#### Task description
Would you give the number of lines in the entries that contain the word "Successful"? Nothing else is needed.

#### Material provided
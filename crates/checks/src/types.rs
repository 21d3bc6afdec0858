//! Shared value types for the connector domain.
//!
//! Unlike the newtype identifiers in [`crate::identifiers`], these types carry
//! the pending work discovered by a poll and the messages exchanged with the
//! review service and the pipeline trigger. All of them are value-like: each is
//! owned by the dispatch cycle that produced it and dropped once consumed.

use std::collections::BTreeSet;

use chrono::{DateTime, Utc};
use serde::{Deserialize, Serialize};

use crate::{ChangeId, ChangeNumber, CheckerUuid, PatchSetId, RepositoryName};

// ---------------------------------------------------------------------------
// Check status
// ---------------------------------------------------------------------------

/// The state label of one checker obligation on one patch set.
///
/// This is a finite-state label, not a progress counter: there is no total
/// order between the variants. A check execution reports exactly one
/// [`CheckStatus::Running`] followed by exactly one terminal status.
#[derive(Debug, Clone, Copy, PartialEq, Eq, Hash, Serialize, Deserialize)]
#[serde(rename_all = "SCREAMING_SNAKE_CASE")]
pub enum CheckStatus {
    /// No verdict has been reported yet.
    Unset,
    /// Work has started (optimistic "about to submit").
    Running,
    /// The pipeline accepted the job.
    Successful,
    /// The job could not be scheduled.
    Failed,
    /// The pipeline reported that the check does not apply to this change.
    Irrelevant,
}

impl CheckStatus {
    /// Returns the canonical upper-case label (`"RUNNING"`, `"FAILED"`, ...).
    pub fn as_str(self) -> &'static str {
        match self {
            CheckStatus::Unset => "UNSET",
            CheckStatus::Running => "RUNNING",
            CheckStatus::Successful => "SUCCESSFUL",
            CheckStatus::Failed => "FAILED",
            CheckStatus::Irrelevant => "IRRELEVANT",
        }
    }
}

impl std::fmt::Display for CheckStatus {
    fn fmt(&self, f: &mut std::fmt::Formatter<'_>) -> std::fmt::Result {
        f.write_str(self.as_str())
    }
}

// ---------------------------------------------------------------------------
// Pending work
// ---------------------------------------------------------------------------

/// One patch set with one or more outstanding checker obligations.
///
/// Checker UUIDs are kept in a sorted set so executions visit them in a
/// deterministic order.
#[derive(Debug, Clone, PartialEq, Eq, Serialize, Deserialize)]
pub struct PendingCheckItem {
    /// Repository (project) the change belongs to.
    pub repository: RepositoryName,
    /// The change carrying the patch set.
    pub change_number: ChangeNumber,
    /// The patch set awaiting verdicts.
    pub patch_set_id: PatchSetId,
    /// The checkers that still owe a verdict on this patch set.
    pub checker_uuids: BTreeSet<CheckerUuid>,
}

impl std::fmt::Display for PendingCheckItem {
    fn fmt(&self, f: &mut std::fmt::Formatter<'_>) -> std::fmt::Result {
        write!(
            f,
            "{} change {} patchset {}",
            self.repository, self.change_number, self.patch_set_id
        )
    }
}

/// A change that is a candidate for the merge pipeline.
#[derive(Debug, Clone, PartialEq, Eq, Serialize, Deserialize)]
pub struct PendingSubmitItem {
    /// Change identifier used by the change REST endpoints.
    pub change_id: ChangeId,
    /// Repository (project) the change belongs to.
    pub project: RepositoryName,
    /// Numeric change identifier.
    pub change_number: ChangeNumber,
    /// Git ref of the current revision (e.g. `refs/changes/45/12345/3`).
    pub current_revision_ref: String,
    /// Patch set number of the current revision.
    pub revision_number: PatchSetId,
    /// The change has no merge conflicts.
    pub mergeable: bool,
    /// All submit requirements are satisfied.
    pub submittable: bool,
    /// The lock label has already been approved on this change.
    pub lock_label_approved: bool,
    /// The lock hashtag is already present on this change.
    pub lock_hashtag_present: bool,
}

impl PendingSubmitItem {
    /// Returns `true` if a lock marker (label approval or hashtag) shows the
    /// change is already being merged.
    pub fn is_lock_marked(&self) -> bool {
        self.lock_label_approved || self.lock_hashtag_present
    }
}

impl std::fmt::Display for PendingSubmitItem {
    fn fmt(&self, f: &mut std::fmt::Formatter<'_>) -> std::fmt::Result {
        write!(
            f,
            "{} change {} revision {}",
            self.project, self.change_number, self.revision_number
        )
    }
}

// ---------------------------------------------------------------------------
// Review-service messages
// ---------------------------------------------------------------------------

/// A status report for one checker on one patch set.
#[derive(Debug, Clone, PartialEq, Eq, Serialize, Deserialize)]
pub struct StatusUpdate {
    /// The checker the status applies to.
    pub checker_uuid: CheckerUuid,
    /// The reported state.
    pub status: CheckStatus,
    /// Human-readable message shown on the change.
    pub message: String,
    /// Link to details, if any.
    pub url: Option<String>,
    /// When the work started. Only set on the `RUNNING` report.
    pub started: Option<Timestamp>,
}

/// A checker as known to the review service.
#[derive(Debug, Clone, PartialEq, Eq, Serialize, Deserialize)]
pub struct CheckerInfo {
    /// Registered UUID.
    pub uuid: CheckerUuid,
    /// Display name.
    pub name: String,
    /// Free-form description.
    pub description: String,
    /// The repository the checker applies to.
    pub repository: String,
    /// `ENABLED` or `DISABLED`.
    pub status: String,
    /// Blocking conditions (empty for non-blocking checkers).
    pub blocking: Vec<String>,
    /// Change query restricting which changes the checker applies to.
    pub query: Option<String>,
}

/// Everything needed to create or update a checker registration.
#[derive(Debug, Clone, PartialEq, Eq)]
pub struct CheckerRegistration {
    /// Deterministic UUID derived from repository and prefix.
    pub uuid: CheckerUuid,
    /// Display name (the handler prefix).
    pub name: String,
    /// Free-form description.
    pub description: String,
    /// The repository the checker applies to.
    pub repository: RepositoryName,
    /// Whether a failing check blocks submission.
    pub blocking: bool,
    /// Change query restricting which changes the checker applies to.
    pub query: String,
}

// ---------------------------------------------------------------------------
// Pipeline trigger messages
// ---------------------------------------------------------------------------

/// Why the pipeline is being triggered.
#[derive(Debug, Clone, Copy, PartialEq, Eq, Hash, Serialize, Deserialize)]
#[serde(rename_all = "snake_case")]
pub enum TriggerIntent {
    /// Run the checker's pipeline against a patch set.
    Create,
    /// Run the merge pipeline for a submittable change.
    Merge,
}

impl TriggerIntent {
    /// The value sent in the intent header.
    pub fn as_str(self) -> &'static str {
        match self {
            TriggerIntent::Create => "create",
            TriggerIntent::Merge => "merge",
        }
    }
}

impl std::fmt::Display for TriggerIntent {
    fn fmt(&self, f: &mut std::fmt::Formatter<'_>) -> std::fmt::Result {
        f.write_str(self.as_str())
    }
}

/// The job description handed to the pipeline trigger.
#[derive(Debug, Clone, PartialEq, Eq)]
pub struct TriggerRequest {
    /// Base URL of the review service the pipeline should fetch from.
    pub repo_root: String,
    /// Repository (project) name.
    pub project: RepositoryName,
    /// The change to build.
    pub change_number: ChangeNumber,
    /// The patch set to build.
    pub patch_set: PatchSetId,
    /// The checker that owns the job. `None` means no checker is attached.
    pub checker_uuid: Option<CheckerUuid>,
}

/// What the pipeline trigger reported after accepting a job.
#[derive(Debug, Clone, Default, PartialEq, Eq)]
pub struct TriggerAck {
    /// Acknowledgement messages. An empty list is treated as a failure by
    /// the check executor.
    pub messages: Vec<String>,
    /// Link to the triggered run, if the pipeline reported one.
    pub details_url: Option<String>,
}

// ---------------------------------------------------------------------------
// Time
// ---------------------------------------------------------------------------

/// A UTC wall-clock timestamp.
///
/// Wraps [`chrono::DateTime<Utc>`] so callers never depend on `chrono` types
/// directly; the review-service wire format lives in the adapter.
#[derive(Debug, Clone, Copy, PartialEq, Eq, PartialOrd, Ord, Serialize, Deserialize)]
pub struct Timestamp(DateTime<Utc>);

impl Timestamp {
    /// Returns the current UTC time as a [`Timestamp`].
    pub fn now() -> Self {
        Self(Utc::now())
    }

    /// Creates a [`Timestamp`] from a [`DateTime<Utc>`].
    pub fn from_utc(dt: DateTime<Utc>) -> Self {
        Self(dt)
    }

    /// Returns the underlying [`DateTime<Utc>`].
    pub fn as_datetime(self) -> DateTime<Utc> {
        self.0
    }
}

impl std::fmt::Display for Timestamp {
    fn fmt(&self, f: &mut std::fmt::Formatter<'_>) -> std::fmt::Result {
        write!(f, "{}", self.0.to_rfc3339())
    }
}

#[cfg(test)]
mod tests {
    use super::*;

    fn submit_item() -> PendingSubmitItem {
        PendingSubmitItem {
            change_id: ChangeId::new("proj~master~I0123").unwrap(),
            project: RepositoryName::new("proj").unwrap(),
            change_number: ChangeNumber::new(42),
            current_revision_ref: "refs/changes/42/42/3".to_string(),
            revision_number: PatchSetId::new(3),
            mergeable: true,
            submittable: true,
            lock_label_approved: false,
            lock_hashtag_present: false,
        }
    }

    #[test]
    fn status_labels_are_upper_case() {
        assert_eq!(CheckStatus::Running.to_string(), "RUNNING");
        assert_eq!(CheckStatus::Irrelevant.to_string(), "IRRELEVANT");
    }

    #[test]
    fn either_marker_counts_as_locked() {
        let mut item = submit_item();
        assert!(!item.is_lock_marked());

        item.lock_label_approved = true;
        assert!(item.is_lock_marked());

        item.lock_label_approved = false;
        item.lock_hashtag_present = true;
        assert!(item.is_lock_marked());
    }

    #[test]
    fn intent_header_values() {
        assert_eq!(TriggerIntent::Create.as_str(), "create");
        assert_eq!(TriggerIntent::Merge.as_str(), "merge");
    }
}
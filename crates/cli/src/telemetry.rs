//! Tracing subscriber and optional OTLP span export.

use anyhow::{Context, Result};
use opentelemetry::trace::TracerProvider as _;
use opentelemetry::KeyValue;
use opentelemetry_otlp::WithExportConfig;
use opentelemetry_sdk::trace::TracerProvider;
use opentelemetry_sdk::{runtime, Resource};
use tracing_subscriber::layer::SubscriberExt;
use tracing_subscriber::util::SubscriberInitExt;
use tracing_subscriber::{EnvFilter, Layer, Registry};

use crate::config::LogFormat;

const SERVICE_NAME: &str = "review-pipeline-connector";

/// Keeps the span exporter alive; flushes it on [`Telemetry::shutdown`].
pub struct Telemetry {
    provider: Option<TracerProvider>,
}

impl Telemetry {
    pub fn shutdown(self) {
        if let Some(provider) = self.provider {
            if let Err(err) = provider.shutdown() {
                eprintln!("failed to flush spans: {err}");
            }
        }
    }
}

/// Installs the global subscriber.
///
/// The filter comes from `RUST_LOG` (default `info`). Spans are exported
/// over OTLP/gRPC when `otlp_endpoint` is set.
pub fn init(format: LogFormat, otlp_endpoint: Option<&str>) -> Result<Telemetry> {
    let filter = EnvFilter::try_from_default_env().unwrap_or_else(|_| EnvFilter::new("info"));

    let fmt_layer: Box<dyn Layer<Registry> + Send + Sync> = match format {
        LogFormat::Text => tracing_subscriber::fmt::layer().with_target(false).boxed(),
        LogFormat::Json => tracing_subscriber::fmt::layer()
            .json()
            .with_current_span(true)
            .boxed(),
    };

    let provider = otlp_endpoint.map(otlp_provider).transpose()?;
    let otel_layer = provider
        .as_ref()
        .map(|p| tracing_opentelemetry::layer().with_tracer(p.tracer(SERVICE_NAME)));

    tracing_subscriber::registry()
        .with(fmt_layer)
        .with(otel_layer)
        .with(filter)
        .try_init()
        .context("installing tracing subscriber")?;

    Ok(Telemetry { provider })
}

fn otlp_provider(endpoint: &str) -> Result<TracerProvider> {
    let exporter = opentelemetry_otlp::SpanExporter::builder()
        .with_tonic()
        .with_endpoint(endpoint)
        .build()
        .with_context(|| format!("building OTLP exporter for {endpoint}"))?;

    let provider = TracerProvider::builder()
        .with_batch_exporter(exporter, runtime::Tokio)
        .with_resource(Resource::new(vec![KeyValue::new(
            "service.name",
            SERVICE_NAME,
        )]))
        .build();
    opentelemetry::global::set_tracer_provider(provider.clone());
    Ok(provider)
}
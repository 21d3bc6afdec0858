//! `WebhookTrigger` against an in-process endpoint.

use std::sync::{Arc, Mutex};
use std::time::Duration;

use axum::extract::State;
use axum::http::{HeaderMap, StatusCode};
use axum::routing::post;
use axum::Router;
use checks::{
    ChangeNumber, PatchSetId, PipelineTrigger, RepositoryName, TriggerError, TriggerIntent,
    TriggerRequest,
};
use reqwest::Url;
use serde_json::Value;
use trigger::WebhookTrigger;

#[derive(Default)]
struct Endpoint {
    reply: Mutex<(u16, String)>,
    seen: Mutex<Vec<(Option<String>, Option<String>, Value)>>,
}

async fn receive(
    State(endpoint): State<Arc<Endpoint>>,
    headers: HeaderMap,
    body: String,
) -> (StatusCode, String) {
    let header = |name: &str| {
        headers
            .get(name)
            .and_then(|v| v.to_str().ok())
            .map(str::to_string)
    };
    endpoint.seen.lock().unwrap().push((
        header("x-jarvis"),
        header("content-type"),
        serde_json::from_str(&body).unwrap(),
    ));
    let (status, reply) = endpoint.reply.lock().unwrap().clone();
    (StatusCode::from_u16(status).unwrap(), reply)
}

async fn start(status: u16, reply: &str) -> (Arc<Endpoint>, WebhookTrigger) {
    let endpoint = Arc::new(Endpoint {
        reply: Mutex::new((status, reply.to_string())),
        ..Endpoint::default()
    });
    let app = Router::new()
        .route("/", post(receive))
        .with_state(endpoint.clone());
    let listener = tokio::net::TcpListener::bind("127.0.0.1:0").await.unwrap();
    let addr = listener.local_addr().unwrap();
    tokio::spawn(async move {
        axum::serve(listener, app).await.unwrap();
    });

    let trigger = WebhookTrigger::new(
        Url::parse(&format!("http://{addr}/")).unwrap(),
        Duration::from_secs(5),
    )
    .unwrap();
    (endpoint, trigger)
}

fn request() -> TriggerRequest {
    TriggerRequest {
        repo_root: "https://review.example.org/".to_string(),
        project: RepositoryName::new("airship/treasuremap").unwrap(),
        change_number: ChangeNumber::new(1234),
        patch_set: PatchSetId::new(2),
        checker_uuid: None,
    }
}

#[tokio::test]
async fn create_posts_json_with_intent_header() {
    let (endpoint, trigger) = start(202, r#"{"eventID":"e-1"}"#).await;

    let ack = trigger
        .trigger(TriggerIntent::Create, &request())
        .await
        .unwrap();

    assert_eq!(ack.messages.len(), 1);
    let seen = endpoint.seen.lock().unwrap().clone();
    let (intent, content_type, body) = &seen[0];
    assert_eq!(intent.as_deref(), Some("create"));
    assert_eq!(content_type.as_deref(), Some("application/json"));
    assert_eq!(body["patchSetNumber"], 2);
    assert_eq!(body["changeNumber"], "1234");
}

#[tokio::test]
async fn merge_uses_merge_header() {
    let (endpoint, trigger) = start(200, "").await;

    trigger
        .trigger(TriggerIntent::Merge, &request())
        .await
        .unwrap();

    let seen = endpoint.seen.lock().unwrap().clone();
    assert_eq!(seen[0].0.as_deref(), Some("merge"));
    assert_eq!(seen[0].2["patchSetNumber"], "2");
}

#[tokio::test]
async fn irrelevant_reply_is_the_sentinel() {
    let (_endpoint, trigger) = start(200, r#"{"irrelevant":true}"#).await;

    let result = trigger.trigger(TriggerIntent::Create, &request()).await;

    assert_eq!(result, Err(TriggerError::Irrelevant));
}

#[tokio::test]
async fn mistyped_reply_is_not_taken_as_success() {
    let (_endpoint, trigger) = start(200, r#"{"irrelevant":true,"detailsUrl":7}"#).await;

    let result = trigger.trigger(TriggerIntent::Create, &request()).await;

    assert!(matches!(result, Err(TriggerError::Decode { .. })));
}

#[tokio::test]
async fn error_status_is_reported() {
    let (_endpoint, trigger) = start(500, "boom").await;

    let result = trigger.trigger(TriggerIntent::Create, &request()).await;

    assert!(matches!(result, Err(TriggerError::Status { status: 500, .. })));
}

#[tokio::test]
async fn unreachable_endpoint_is_transport_error() {
    let listener = std::net::TcpListener::bind("127.0.0.1:0").unwrap();
    let addr = listener.local_addr().unwrap();
    drop(listener);
    let trigger = WebhookTrigger::new(
        Url::parse(&format!("http://{addr}/")).unwrap(),
        Duration::from_secs(5),
    )
    .unwrap();

    let result = trigger.trigger(TriggerIntent::Create, &request()).await;

    assert!(matches!(result, Err(TriggerError::Transport { .. })));
}
//! Bounded work queues with drop-on-full backpressure.
//!
//! Each queue is a single-producer (the poller) / single-consumer (a worker)
//! channel of fixed capacity. Offering never blocks: when the queue is full
//! the new item is dropped and a warning is logged. Nothing is retried here;
//! the next poll re-offers anything that is still pending upstream, so the
//! poll cadence is never held back by a backlog of slow executions.

use tokio::sync::mpsc::{self, error::TrySendError};
use tracing::warn;

/// The result of offering an item to a queue.
#[derive(Debug, Clone, Copy, PartialEq, Eq)]
pub enum Offer {
    /// The item was queued.
    Queued,
    /// The queue was full; the item was dropped.
    Dropped,
    /// The consumer has gone away; the item was dropped.
    Closed,
}

/// Creates a bounded queue named `name` (used in log events).
///
/// A capacity of zero is raised to one.
pub fn work_queue<T>(name: &'static str, capacity: usize) -> (WorkSender<T>, WorkReceiver<T>) {
    let (tx, rx) = mpsc::channel(capacity.max(1));
    (WorkSender { name, tx }, WorkReceiver { rx })
}

/// The producing side of a work queue.
#[derive(Debug)]
pub struct WorkSender<T> {
    name: &'static str,
    tx: mpsc::Sender<T>,
}

impl<T> WorkSender<T> {
    /// Offers `item` without waiting.
    pub fn offer(&self, item: T) -> Offer {
        match self.tx.try_send(item) {
            Ok(()) => Offer::Queued,
            Err(TrySendError::Full(_)) => {
                warn!(queue = self.name, "too busy; dropping pending item");
                Offer::Dropped
            }
            Err(TrySendError::Closed(_)) => {
                warn!(queue = self.name, "worker stopped; dropping pending item");
                Offer::Closed
            }
        }
    }

    /// The queue name.
    pub fn name(&self) -> &'static str {
        self.name
    }
}

/// The consuming side of a work queue.
#[derive(Debug)]
pub struct WorkReceiver<T> {
    rx: mpsc::Receiver<T>,
}

impl<T> WorkReceiver<T> {
    /// Waits for the next item. Returns `None` once every sender is gone and
    /// the queue is empty.
    pub async fn next(&mut self) -> Option<T> {
        self.rx.recv().await
    }

    /// Takes the next item if one is already queued.
    pub fn try_next(&mut self) -> Option<T> {
        self.rx.try_recv().ok()
    }
}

#### Solution to this task
2